(Beginning of RECORD EXTRACTS)

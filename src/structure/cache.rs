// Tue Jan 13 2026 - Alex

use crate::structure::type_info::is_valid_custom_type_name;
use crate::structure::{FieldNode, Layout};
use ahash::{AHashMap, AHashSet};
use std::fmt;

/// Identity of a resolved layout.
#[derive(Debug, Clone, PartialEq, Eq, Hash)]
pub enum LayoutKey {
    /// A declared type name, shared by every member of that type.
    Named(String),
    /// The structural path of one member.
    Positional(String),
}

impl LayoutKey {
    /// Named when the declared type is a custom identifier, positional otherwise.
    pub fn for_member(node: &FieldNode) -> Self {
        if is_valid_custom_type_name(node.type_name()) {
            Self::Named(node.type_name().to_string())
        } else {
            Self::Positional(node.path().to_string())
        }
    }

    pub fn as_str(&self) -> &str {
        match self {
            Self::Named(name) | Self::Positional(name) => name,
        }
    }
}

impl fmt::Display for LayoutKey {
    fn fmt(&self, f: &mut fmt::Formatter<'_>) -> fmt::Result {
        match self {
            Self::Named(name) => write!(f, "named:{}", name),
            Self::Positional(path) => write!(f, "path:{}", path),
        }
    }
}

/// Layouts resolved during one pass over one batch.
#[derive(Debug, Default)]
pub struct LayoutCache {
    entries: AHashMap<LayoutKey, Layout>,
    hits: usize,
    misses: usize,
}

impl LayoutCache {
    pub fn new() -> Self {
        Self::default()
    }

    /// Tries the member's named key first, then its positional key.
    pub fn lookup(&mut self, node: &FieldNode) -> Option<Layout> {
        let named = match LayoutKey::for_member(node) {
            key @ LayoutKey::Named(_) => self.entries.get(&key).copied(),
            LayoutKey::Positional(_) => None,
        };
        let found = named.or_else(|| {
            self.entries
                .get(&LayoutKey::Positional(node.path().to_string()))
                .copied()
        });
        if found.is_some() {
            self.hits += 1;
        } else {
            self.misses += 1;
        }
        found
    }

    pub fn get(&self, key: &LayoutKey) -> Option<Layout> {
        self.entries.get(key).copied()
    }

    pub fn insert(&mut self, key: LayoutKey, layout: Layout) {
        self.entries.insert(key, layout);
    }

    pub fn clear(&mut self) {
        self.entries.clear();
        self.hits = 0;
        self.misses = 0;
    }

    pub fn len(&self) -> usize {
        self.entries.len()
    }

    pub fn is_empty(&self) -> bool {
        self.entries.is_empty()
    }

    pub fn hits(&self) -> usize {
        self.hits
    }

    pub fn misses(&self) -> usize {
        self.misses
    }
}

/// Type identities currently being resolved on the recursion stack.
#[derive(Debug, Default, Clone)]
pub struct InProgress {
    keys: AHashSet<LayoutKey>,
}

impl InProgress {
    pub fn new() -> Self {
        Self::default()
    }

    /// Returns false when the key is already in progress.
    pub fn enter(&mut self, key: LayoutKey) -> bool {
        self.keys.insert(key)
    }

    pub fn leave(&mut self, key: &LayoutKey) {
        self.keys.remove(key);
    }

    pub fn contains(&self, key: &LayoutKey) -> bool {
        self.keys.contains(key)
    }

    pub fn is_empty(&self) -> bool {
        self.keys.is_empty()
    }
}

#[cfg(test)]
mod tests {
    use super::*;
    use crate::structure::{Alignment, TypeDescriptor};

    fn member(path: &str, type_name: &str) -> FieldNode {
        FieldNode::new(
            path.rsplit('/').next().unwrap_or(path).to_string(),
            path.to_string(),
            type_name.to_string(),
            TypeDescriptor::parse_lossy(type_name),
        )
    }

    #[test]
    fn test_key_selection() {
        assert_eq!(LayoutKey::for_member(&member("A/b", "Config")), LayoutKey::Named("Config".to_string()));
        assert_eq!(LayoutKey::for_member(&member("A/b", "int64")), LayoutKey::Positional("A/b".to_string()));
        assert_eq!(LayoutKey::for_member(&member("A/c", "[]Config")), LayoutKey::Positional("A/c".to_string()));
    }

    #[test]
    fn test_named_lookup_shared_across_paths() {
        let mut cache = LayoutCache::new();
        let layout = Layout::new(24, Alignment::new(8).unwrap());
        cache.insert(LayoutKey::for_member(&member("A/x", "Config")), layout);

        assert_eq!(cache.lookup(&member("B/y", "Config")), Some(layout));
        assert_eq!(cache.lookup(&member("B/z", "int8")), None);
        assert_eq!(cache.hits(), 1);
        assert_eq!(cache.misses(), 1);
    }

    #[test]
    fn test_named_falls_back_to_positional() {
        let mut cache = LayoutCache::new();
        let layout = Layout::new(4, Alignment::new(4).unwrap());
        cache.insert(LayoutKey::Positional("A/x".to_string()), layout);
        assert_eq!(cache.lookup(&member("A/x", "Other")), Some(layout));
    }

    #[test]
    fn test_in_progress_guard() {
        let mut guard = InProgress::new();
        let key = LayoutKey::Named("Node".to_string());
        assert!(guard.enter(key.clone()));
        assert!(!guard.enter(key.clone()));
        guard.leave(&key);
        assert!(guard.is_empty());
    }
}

(End of RECORD EXTRACTS)

(PROBLEM TO WORK ON)
Transcribe the data above in full, exactly.

(EXERCISE ANSWER)
filename src/structure/cache.rs
// Tue Jan 13 2026 - Alex

use crate::structure::type_info::is_valid_custom_type_name;
use crate::structure::{FieldNode, Layout};
use ahash::{AHashMap, AHashSet};
use std::fmt;

/// Identity of a resolved layout.
#[derive(Debug, Clone, PartialEq, Eq, Hash)]
pub enum LayoutKey {
    /// A declared type name, shared by every member of that type.
    Named(String),
    /// The structural path of one member.
    Positional(String),
}

impl LayoutKey {
    /// Named when the declared type is a custom identifier, positional otherwise.
    pub fn for_member(node: &FieldNode) -> Self {
        if is_valid_custom_type_name(node.type_name()) {
            Self::Named(node.type_name().to_string())
        } else {
            Self::Positional(node.path().to_string())
        }
    }

    pub fn as_str(&self) -> &str {
        match self {
            Self::Named(name) | Self::Positional(name) => name,
        }
    }
}

impl fmt::Display for LayoutKey {
    fn fmt(&self, f: &mut fmt::Formatter<'_>) -> fmt::Result {
        match self {
            Self::Named(name) => write!(f, "named:{}", name),
            Self::Positional(path) => write!(f, "path:{}", path),
        }
    }
}

/// Layouts resolved during one pass over one batch.
#[derive(Debug, Default)]
pub struct LayoutCache {
    entries: AHashMap<LayoutKey, Layout>,
    hits: usize,
    misses: usize,
}

impl LayoutCache {
    pub fn new() -> Self {
        Self::default()
    }

    /// Tries the member's named key first, then its positional key.
    pub fn lookup(&mut self, node: &FieldNode) -> Option<Layout> {
        let named = match LayoutKey::for_member(node) {
            key @ LayoutKey::Named(_) => self.entries.get(&key).copied(),
            LayoutKey::Positional(_) => None,
        };
        let found = named.or_else(|| {
            self.entries
                .get(&LayoutKey::Positional(node.path().to_string()))
                .copied()
        });
        if found.is_some() {
            self.hits += 1;
        } else {
            self.misses += 1;
        }
        found
    }

    pub fn get(&self, key: &LayoutKey) -> Option<Layout> {
        self.entries.get(key).copied()
    }

    pub fn insert(&mut self, key: LayoutKey, layout: Layout) {
        self.entries.insert(key, layout);
    }

    pub fn clear(&mut self) {
        self.entries.clear();
        self.hits = 0;
        self.misses = 0;
    }

    pub fn len(&self) -> usize {
        self.entries.len()
    }

    pub fn is_empty(&self) -> bool {
        self.entries.is_empty()
    }

    pub fn hits(&self) -> usize {
        self.hits
    }

    pub fn misses(&self) -> usize {
        self.misses
    }
}

/// Type identities currently being resolved on the recursion stack.
#[derive(Debug, Default, Clone)]
pub struct InProgress {
    keys: AHashSet<LayoutKey>,
}

impl InProgress {
    pub fn new() -> Self {
        Self::default()
    }

    /// Returns false when the key is already in progress.
    pub fn enter(&mut self, key: LayoutKey) -> bool {
        self.keys.insert(key)
    }

    pub fn leave(&mut self, key: &LayoutKey) {
        self.keys.remove(key);
    }

    pub fn contains(&self, key: &LayoutKey) -> bool {
        self.keys.contains(key)
    }

    pub fn is_empty(&self) -> bool {
        self.keys.is_empty()
    }
}

#[cfg(test)]
mod tests {
    use super::*;
    use crate::structure::{Alignment, TypeDescriptor};

    fn member(path: &str, type_name: &str) -> FieldNode {
        FieldNode::new(
            path.rsplit('/').next().unwrap_or(path).to_string(),
            path.to_string(),
            type_name.to_string(),
            TypeDescriptor::parse_lossy(type_name),
        )
    }

    #[test]
    fn test_key_selection() {
        assert_eq!(LayoutKey::for_member(&member("A/b", "Config")), LayoutKey::Named("Config".to_string()));
        assert_eq!(LayoutKey::for_member(&member("A/b", "int64")), LayoutKey::Positional("A/b".to_string()));
        assert_eq!(LayoutKey::for_member(&member("A/c", "[]Config")), LayoutKey::Positional("A/c".to_string()));
    }

    #[test]
    fn test_named_lookup_shared_across_paths() {
        let mut cache = LayoutCache::new();
        let layout = Layout::new(24, Alignment::new(8).unwrap());
        cache.insert(LayoutKey::for_member(&member("A/x", "Config")), layout);

        assert_eq!(cache.lookup(&member("B/y", "Config")), Some(layout));
        assert_eq!(cache.lookup(&member("B/z", "int8")), None);
        assert_eq!(cache.hits(), 1);
        assert_eq!(cache.misses(), 1);
    }

    #[test]
    fn test_named_falls_back_to_positional() {
        let mut cache = LayoutCache::new();
        let layout = Layout::new(4, Alignment::new(4).unwrap());
        cache.insert(LayoutKey::Positional("A/x".to_string()), layout);
        assert_eq!(cache.lookup(&member("A/x", "Other")), Some(layout));
    }

    #[test]
    fn test_in_progress_guard() {
        let mut guard = InProgress::new();
        let key = LayoutKey::Named("Node".to_string());
        assert!(guard.enter(key.clone()));
        assert!(!guard.enter(key.clone()));
        guard.leave(&key);
        assert!(guard.is_empty());
    }
}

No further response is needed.